活力计算： 细胞活力*（％）=[A(加药)-A（空白）]/[A（0加药）-A（空白）] ×100

A（加药）：具有细胞、CCK溶液和药物溶液的孔的吸光度

A（空白）：具有培养基和CCK溶液而没有细胞的孔的吸光度

A（0加药）：具有细胞、CCK溶液而没有药物溶液的孔的吸光度

*细胞活力：细胞增殖活力或细胞毒性活力

细胞增殖分析

细胞毒性分析

 注意事项：

1.由于使用 96 孔板进行检测，如果细胞培养时间较长，一定要注意蒸发的问题。一方面，由于 96 孔板周围一圈最容易蒸发，可以采取弃用周围一圈的办法，改加 PBS，水或培养液；另一方面，可以把 96孔板置于靠近培养箱内水源的地方，以缓解蒸发。

2. CCK-8 检测细胞活性的原理是通过检测活细胞脱氢酶催化的反应。任何待测体系中存在还原剂，例如一些抗氧化剂会干扰检测，需设法去除。如果待测物质有氧化性或还原性的话，可在加 CCK-8 之前更换新鲜培养基，去掉药物的影响。当然药物影响比较小的情况可以不更换培养基，直接扣除培养基中加入药物后的空白吸收即可。

3.建议先做几个孔摸索接种细胞的数量和加入 CCK-8 试剂后的培养时间。

4.建议采用多通道移液器，可以减少平行孔间的差异。加入 CCK 试剂时，建议斜贴着培养板壁加，不要插到培养基液面下加样，溶液产生气泡，会干扰 OD 值读数。

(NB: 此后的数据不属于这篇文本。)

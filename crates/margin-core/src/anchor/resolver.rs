//! Relocates anchors in a freshly rendered document.

use std::collections::HashSet;

use super::text_index::TextIndex;
use crate::document::{Document, NodeId, TextRange};
use crate::models::{Anchor, CONTEXT_CHARS};
use crate::util::{char_len, collapse_whitespace};

/// How a resolution was found.
#[derive(Debug, Clone, Copy, PartialEq, Eq)]
pub enum MatchKind {
    /// Found inside an element matched by the anchor's selector
    Structural,
    /// Found by searching the whole container; the selector is stale
    Contextual,
}

/// A live range recovered for an anchor.
#[derive(Debug, Clone, Copy, PartialEq, Eq)]
pub struct Resolution {
    pub range: TextRange,
    pub kind: MatchKind,
}

impl Resolution {
    pub const fn needs_heal(&self) -> bool {
        matches!(self.kind, MatchKind::Contextual)
    }
}

#[derive(Debug, Clone, Copy)]
pub struct AnchorResolver {
    context_chars: usize,
}

impl Default for AnchorResolver {
    fn default() -> Self {
        Self::new(CONTEXT_CHARS)
    }
}

impl AnchorResolver {
    pub const fn new(context_chars: usize) -> Self {
        Self { context_chars }
    }

    /// Best live range for `anchor` under `root`, or `None` when the text is gone.
    pub fn resolve(&self, doc: &Document, root: NodeId, anchor: &Anchor) -> Option<Resolution> {
        self.candidates(doc, root, anchor).into_iter().next()
    }

    /// Every acceptable occurrence of the anchor's text, best first.
    ///
    /// Context-verified occurrences inside selector matches come first,
    /// followed by verified ones in the rest of the container (the anchor's
    /// page first, when it has one). Occurrences whose context drifted come
    /// last, ranked by how much of the captured context still lines up; they
    /// are always [`MatchKind::Contextual`] so the anchor gets rebuilt.
    pub fn candidates(&self, doc: &Document, root: NodeId, anchor: &Anchor) -> Vec<Resolution> {
        if anchor.selected_text.is_empty() {
            return Vec::new();
        }

        let index = TextIndex::build(doc, root);
        let mut scopes = Vec::new();

        match doc.query_selector_all(root, &anchor.selector) {
            Ok(elements) => {
                scopes.extend(
                    elements
                        .into_iter()
                        .filter_map(|element| index.span_of(doc, element))
                        .map(|span| (span, MatchKind::Structural)),
                );
            }
            Err(error) => {
                tracing::debug!("Skipping structural match: {error}");
            }
        }

        if let Some(page) = anchor.page_number {
            let page_selector = format!(r#"[data-page-number="{page}"]"#);
            if let Ok(pages) = doc.query_selector_all(root, &page_selector) {
                scopes.extend(
                    pages
                        .into_iter()
                        .filter_map(|node| index.span_of(doc, node))
                        .map(|span| (span, MatchKind::Contextual)),
                );
            }
        }
        scopes.push(((0, index.len()), MatchKind::Contextual));

        let length = char_len(&anchor.selected_text);
        let mut seen = HashSet::new();
        let mut found = Vec::new();
        let mut drifted = Vec::new();

        for ((lo, hi), kind) in scopes {
            for start in index.find_all(&anchor.selected_text, lo, hi) {
                if !seen.insert(start) {
                    continue;
                }
                let Some(range) = index.range(start, start + length) else {
                    continue;
                };
                match self.context_overlap(&index, anchor, start, start + length) {
                    ContextFit::Exact => found.push(Resolution { range, kind }),
                    ContextFit::Partial(score) => drifted.push((score, range)),
                }
            }
        }

        // A lone occurrence is kept even when none of its context survived
        let lone = seen.len() == 1;
        drifted.retain(|(score, _)| *score > 0 || lone);
        drifted.sort_by(|a, b| b.0.cmp(&a.0));
        if !drifted.is_empty() {
            tracing::debug!(
                "{} occurrence(s) of {:?} matched with drifted context",
                drifted.len(),
                anchor.selected_text
            );
        }
        found.extend(drifted.into_iter().map(|(_, range)| Resolution {
            range,
            kind: MatchKind::Contextual,
        }));
        found
    }

    /// Compare the text around an occurrence with the anchor's quote.
    ///
    /// Whitespace is collapsed on both sides and the live window is twice the
    /// captured width, so re-flowed whitespace does not reject a match.
    /// A partial fit scores the chars of prefix and suffix that still line up.
    fn context_overlap(
        &self,
        index: &TextIndex,
        anchor: &Anchor,
        start: usize,
        end: usize,
    ) -> ContextFit {
        let Some(quote) = &anchor.text_quote else {
            return ContextFit::Exact;
        };
        let window = self.context_chars * 2;
        let before = collapse_whitespace(&index.before(start, window));
        let after = collapse_whitespace(&index.after(end, window));
        let prefix = collapse_whitespace(&quote.prefix);
        let suffix = collapse_whitespace(&quote.suffix);

        if before.ends_with(&prefix) && after.starts_with(&suffix) {
            return ContextFit::Exact;
        }
        let leading = before
            .chars()
            .rev()
            .zip(prefix.chars().rev())
            .take_while(|(live, kept)| live == kept)
            .count();
        let trailing = after
            .chars()
            .zip(suffix.chars())
            .take_while(|(live, kept)| live == kept)
            .count();
        ContextFit::Partial(leading + trailing)
    }
}

#[derive(Debug, Clone, Copy, PartialEq, Eq)]
enum ContextFit {
    Exact,
    Partial(usize),
}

5.当使用标准 96 孔板时，贴壁细胞的最小接种量至少为 1000 个/孔（100μl 培养基）。检测白细胞时的灵敏度相对较低，因此推荐接种量不低于 2500 个/孔，（100μl 培养基），且培养时间长一些。如果要使用 24 孔板或 6 孔板实验，请先计算每孔相应的接种量，并按照每孔培养基总体积的 10%加入 CCK-8溶液。

6.加入 CCK-8 溶液时，如果细胞培养时间较长，培养基颜色已变化或 PH 值变化。建议换用新鲜的培养基。

7.如果没有 450nm 的滤光片，可以使用吸光度在 430-490nm 之间的滤光片，但是 450nm 滤光片的检测灵敏度最高。

8.酚红和血清对本试剂盒的测定无明显影响。培养基中酚红的吸光度可以在计算时，通过扣除空白孔中本底的吸光度而消去，因此不会对检测造成影响。

9.为了您的安全和健康，请穿实验服并戴一次性手套操作。